For those who think that the "parody" defense has always provided a clear and fair outlet of escape from copyright's harsh restrictions, you might want to read up on the time in the 1950's when Jack Benny was banned from airing a parody of the 1942 film (and 1939 play) "Gaslight" for a television show he was doing.

Original news coverage after the 1958 Supreme Court decision can be found here:

http://news.google.com/newspapers?id=tX8PAAAAIBAJ&sjid=-YcDAAAAIBAJ&dq=jack%20benny%20supreme%20court&pg=5150%2C2765550 [The Victoria Advocate]

and here:

http://www.time.com/time/magazine/article/0,9171,937550,00.html [Time Magazine]

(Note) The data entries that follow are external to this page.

//! Coordinator tuning knobs.

#![forbid(unsafe_code)]

use std::str::FromStr;
use std::time::Duration;

use serde::{Deserialize, Serialize};

#[derive(Debug, Clone, Serialize, Deserialize, PartialEq, Eq)]
pub struct CoordinatorConfig {
    /// How long a query waits for the access lock before answering busy.
    pub lock_timeout: Duration,
    pub refresh_max_age_hours: u32,
    /// Most rows the store is asked for per rule set, independent of page size. Sorting and
    /// paging happen on this capped set.
    pub filter_cap: usize,
    pub filter_cache_capacity: usize,
    pub page_cache_capacity: usize,
    pub worker_queue_capacity: usize,
}

impl Default for CoordinatorConfig {
    fn default() -> Self {
        Self {
            lock_timeout: Duration::from_millis(1000),
            refresh_max_age_hours: 3,
            filter_cap: 10_000,
            filter_cache_capacity: 32 * 1024,
            page_cache_capacity: 32 * 1024,
            worker_queue_capacity: 1024,
        }
    }
}

impl CoordinatorConfig {
    /// Defaults overridden by `FILMLIST_*` environment variables; unparsable values are ignored.
    pub fn from_env() -> Self {
        let d = Self::default();
        Self {
            lock_timeout: Duration::from_millis(env_or("FILMLIST_LOCK_TIMEOUT_MS", d.lock_timeout.as_millis() as u64)),
            refresh_max_age_hours: env_or("FILMLIST_REFRESH_MAX_AGE_HOURS", d.refresh_max_age_hours),
            filter_cap: env_or("FILMLIST_FILTER_CAP", d.filter_cap),
            filter_cache_capacity: env_or("FILMLIST_FILTER_CACHE_CAP", d.filter_cache_capacity),
            page_cache_capacity: env_or("FILMLIST_PAGE_CACHE_CAP", d.page_cache_capacity),
            worker_queue_capacity: env_or("FILMLIST_WORKER_QUEUE_CAP", d.worker_queue_capacity),
        }
    }
}

fn env_or<T: FromStr>(key: &str, default: T) -> T {
    std::env::var(key).ok().and_then(|s| s.parse::<T>().ok()).unwrap_or(default)
}

#[cfg(test)]
mod tests {
    use super::*;

    #[test]
    fn env_overrides_and_bad_values_fall_back() {
        std::env::set_var("FILMLIST_FILTER_CAP", "250");
        std::env::set_var("FILMLIST_LOCK_TIMEOUT_MS", "not-a-number");
        let c = CoordinatorConfig::from_env();
        std::env::remove_var("FILMLIST_FILTER_CAP");
        std::env::remove_var("FILMLIST_LOCK_TIMEOUT_MS");
        assert_eq!(c.filter_cap, 250);
        assert_eq!(c.lock_timeout, Duration::from_secs(1));
        assert_eq!(c.page_cache_capacity, 32 * 1024);
    }
}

Classic lines from Time's coverage:

From now on, Benny intends to get permission of anybody he parodies. Gloomed he: "I suppose now they won't even let me do Birth of a Nation. They're afraid we'd hurt the picture."

While I regretfully cannot find an on-line link to a copy of the article, AP television writer Charles Mercer wrote in his syndicated column that week (March 22, 1958):

"Actually, television felt the effects of the suit long before the Supreme Court ruling. If memory serves, we have not seen an all-out parody of any copyrighted work on television since the suit was filed. Television, as everyone knows, is a mighty cautious industry.

Issuing a personal opinion on the ruling, I'm sorry as a television viewer that Benny has lost the case. It's one more nail in the coffin that fate prepares for TV comedians. It further limits the area in which they are permitted to try to make us laugh.

Parody is one of the most ancient and honorable forms of public entertainment. Suddenly to find it illegal is astonishing - and a little frightening in the area of freedom of expression."

Well said. Here is one of the nation's most prominent television critics at the time effectively admitting that a single copyright suit prevented countless of creative comedic works from being produced at the time - a shameful fact that is surely ignored in most law school and history classes today.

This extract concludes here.